Être vivant au milieu des zombies

Le jeu vidéo enseigne à respecter ses valeurs plus que la loi ou la norme. Mais il y a un pas de plus à franchir pour devenir libre.

Jeu vidéoLes jeux vidéo sont dangereux pour les politiciens, mais pas pour les raisons qu’ils croient. Les jeux vidéo ne rendent ni violent, ni stupide ; ils représentent en revanche une formidable opportunité de développer des capacités intellectuelles et des qualités au moins équivalentes à d’autres activités jugées plus épanouissantes. Le danger – pour les politiciens – réside avant tout dans le message des jeux vidéo.

D’Assassin’s Creed à Grand Theft Auto, en passant par Red Dead Redemption, difficile de trouver une image plus lucide des politiciens et des autorités qui, au nom du Bien, finissent le plus souvent par faire le mal. Au contraire, les héros de ces best-sellers ne sont peut-être pas des modèles de conformité avec la loi, mais tous font preuve d’un réel sens moral ou d’un code de conduite qu’ils respectent en toutes circonstances. Le héros de Red Dead Redemption n’aspire, une fois sa mission remplie et la justice rétablie, qu’à vivre paisiblement sa vie de fermier.

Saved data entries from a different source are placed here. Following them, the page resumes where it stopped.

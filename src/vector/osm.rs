//! OSM XML output
//!
//! Every vertex becomes a `<node>` with a fresh negative id, which OSM
//! editors treat as a new object, and one `<tag>` per attribute field.

use std::error::Error;
use std::fs::File;
use std::io::{self, BufWriter, Write};
use std::path::Path;

use log::{debug, info};
use quick_xml::events::{BytesDecl, BytesEnd, BytesStart, Event};
use quick_xml::Writer;

use crate::coordinate::{CoordinateTransformer, Point};
use crate::errors::{TreeKitError, TreeKitResult};

use super::dataset::FieldValue;

pub const OSM_VERSION: &str = "0.6";
pub const GENERATOR: &str = "treekit";

/// One node to write: WGS84 position and its tags
#[derive(Debug, Clone, PartialEq)]
pub struct OsmNode {
    pub id: i64,
    pub lon: f64,
    pub lat: f64,
    pub tags: Vec<(String, String)>,
}

/// Assigns ids `-1, -2, ...` in the order nodes are requested
#[derive(Debug, Default)]
pub struct NodeIdCounter {
    issued: i64,
}

impl NodeIdCounter {
    pub fn next_id(&mut self) -> i64 {
        self.issued += 1;
        -self.issued
    }
}

/// Reprojects shapes and pairs each vertex with its record's tags
///
/// # Arguments
/// * `shapes` - Vertices per record
/// * `field_names` - Attribute column names
/// * `records` - Attribute values per record
/// * `transformer` - Reprojection from the source CRS to WGS84
pub fn build_nodes(
    shapes: &[Vec<Point>],
    field_names: &[String],
    records: &[Vec<FieldValue>],
    transformer: &CoordinateTransformer,
) -> TreeKitResult<Vec<OsmNode>> {
    let mut ids = NodeIdCounter::default();
    let mut nodes = Vec::new();

    for (index, shape) in shapes.iter().enumerate() {
        let tags: Vec<(String, String)> = match records.get(index) {
            Some(values) => field_names.iter()
                .zip(values)
                .map(|(name, value)| (name.clone(), value.to_string()))
                .collect(),
            None => Vec::new(),
        };

        for vertex in shape {
            let wgs84 = transformer.transform(vertex)?;
            nodes.push(OsmNode { id: ids.next_id(), lon: wgs84.x, lat: wgs84.y, tags: tags.clone() });
        }
    }

    Ok(nodes)
}

/// Writes an OSM XML document
pub fn write_osm<W: Write>(out: W, nodes: &[OsmNode]) -> io::Result<()> {
    let mut writer = Writer::new_with_indent(out, b' ', 2);

    writer.write_event(Event::Decl(BytesDecl::new("1.0", Some("UTF-8"), None))).map_err(xml_error)?;

    let mut root = BytesStart::new("osm");
    root.push_attribute(("version", OSM_VERSION));
    root.push_attribute(("generator", GENERATOR));

    if nodes.is_empty() {
        writer.write_event(Event::Empty(root)).map_err(xml_error)?;
    } else {
        writer.write_event(Event::Start(root)).map_err(xml_error)?;
        for node in nodes {
            write_node(&mut writer, node)?;
        }
        writer.write_event(Event::End(BytesEnd::new("osm"))).map_err(xml_error)?;
    }

    let mut out = writer.into_inner();
    out.write_all(b"\n")?;
    out.flush()
}

fn write_node<W: Write>(writer: &mut Writer<W>, node: &OsmNode) -> io::Result<()> {
    let id = node.id.to_string();
    let lat = node.lat.to_string();
    let lon = node.lon.to_string();

    let mut element = BytesStart::new("node");
    element.push_attribute(("id", id.as_str()));
    element.push_attribute(("lat", lat.as_str()));
    element.push_attribute(("lon", lon.as_str()));

    if node.tags.is_empty() {
        return writer.write_event(Event::Empty(element)).map_err(xml_error);
    }

    writer.write_event(Event::Start(element)).map_err(xml_error)?;
    for (key, value) in &node.tags {
        let mut tag = BytesStart::new("tag");
        tag.push_attribute(("k", key.as_str()));
        tag.push_attribute(("v", value.as_str()));
        writer.write_event(Event::Empty(tag)).map_err(xml_error)?;
    }
    writer.write_event(Event::End(BytesEnd::new("node"))).map_err(xml_error)
}

/// Writes nodes to a file
pub fn write_osm_file(path: &Path, nodes: &[OsmNode]) -> TreeKitResult<()> {
    debug!("Writing {} OSM nodes to {}", nodes.len(), path.display());
    let file = File::create(path).map_err(|e| TreeKitError::export(path, e))?;
    let mut out = BufWriter::new(file);
    write_osm(&mut out, nodes).map_err(|e| TreeKitError::export(path, e))?;
    out.into_inner()
        .map_err(|e| TreeKitError::export(path, e.into_error()))?
        .sync_all()
        .map_err(|e| TreeKitError::export(path, e))?;

    info!("Wrote OSM XML with {} nodes to {}", nodes.len(), path.display());
    Ok(())
}

fn xml_error<E: Error + Send + Sync + 'static>(error: E) -> io::Error {
    io::Error::new(io::ErrorKind::Other, error)
}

Tous ne sont pas des exemples à suivre. Mais tous agissent selon leurs propres valeurs, qu’elles aillent à l’encontre de la loi ou non. Et tous sont conscients que le gouvernement n’est pas une entité œuvrant pour le bien de tous, mais a des intérêts propres qu’il n’hésiterait pas à défendre au prix de victimes plus ou moins directes.

Ce type de jeux vidéo offre par ailleurs au joueur un statut à part, à l’opposé des – nombreuses – simulations qui rencontrent parfois un étonnant succès. Alors que l’immense majorité des autres personnages semblent prisonniers de la routine de leur vie quotidienne, les personnages principaux ont le courage d’agir différemment et de ne pas se conformer à quelque modèle que ce soit. Ils placent leurs valeurs non seulement au-dessus de la loi, mais aussi au-dessus des normes.

Alors que nos sociétés, sous couvert de promouvoir la diversité, restreignent nos choix et rendent le monde tristement monotone, le sentiment de vivre dans une société trop étroite est de plus en plus partagé. Et comment pourrait-il ne pas l’être, alors que nos choix sont de plus en plus restreints et nos rôles de plus en plus formatés, et que tous semblent chercher à maintenir en vie le modèle à bout de souffler que nous connaissons ?

Le changement, c’est peut-être demain ; mais en attendant, le changement, c’est flippant. Pour tous ceux, en tout cas, qui pensent avoir quelque chose à y perdre, et ne se rendent pas compte que le plus grand risque est de ne pas s’adapter.

Il n’y a rien de sain à être bien adapté à une société profondément malade. — Krishnamurti

Mieux vaut être inadapté, ne pas avoir en soi toutes les limitations du monde d’aujourd’hui – dont on dira demain qu’il était le monde d’hier – que s’adapter à un monde inutilement limité.

Mieux vaut se débarrasser des croyances inutiles en l’État, en la stabilité absolue, en la capacité que nous avons à contrôler pleinement nos vies et celles des autres pour le meilleur. Mieux vaut embrasser au contraire la responsabilité pleine et entière de sa vie, briser les chaînes qui ont toujours subordonné l’individu à la tribu, pour tisser ensuite les liens que nous souhaitons. Mieux vaut embrasser la liberté.

Il y a moins courageux encore que le conformiste : l’anti-conformiste de façade. — Ayn Rand

La liberté n’est pas qu’une posture ou une idée politique ; elle est un état d’esprit exprimé en actions. Elle est la quête de choix réellement libres, restreints ni par une quelconque autorité extérieure, ni par une « autorité intérieure » empêchant de percevoir la vérité. La liberté est une double quête du bonheur et de la vérité.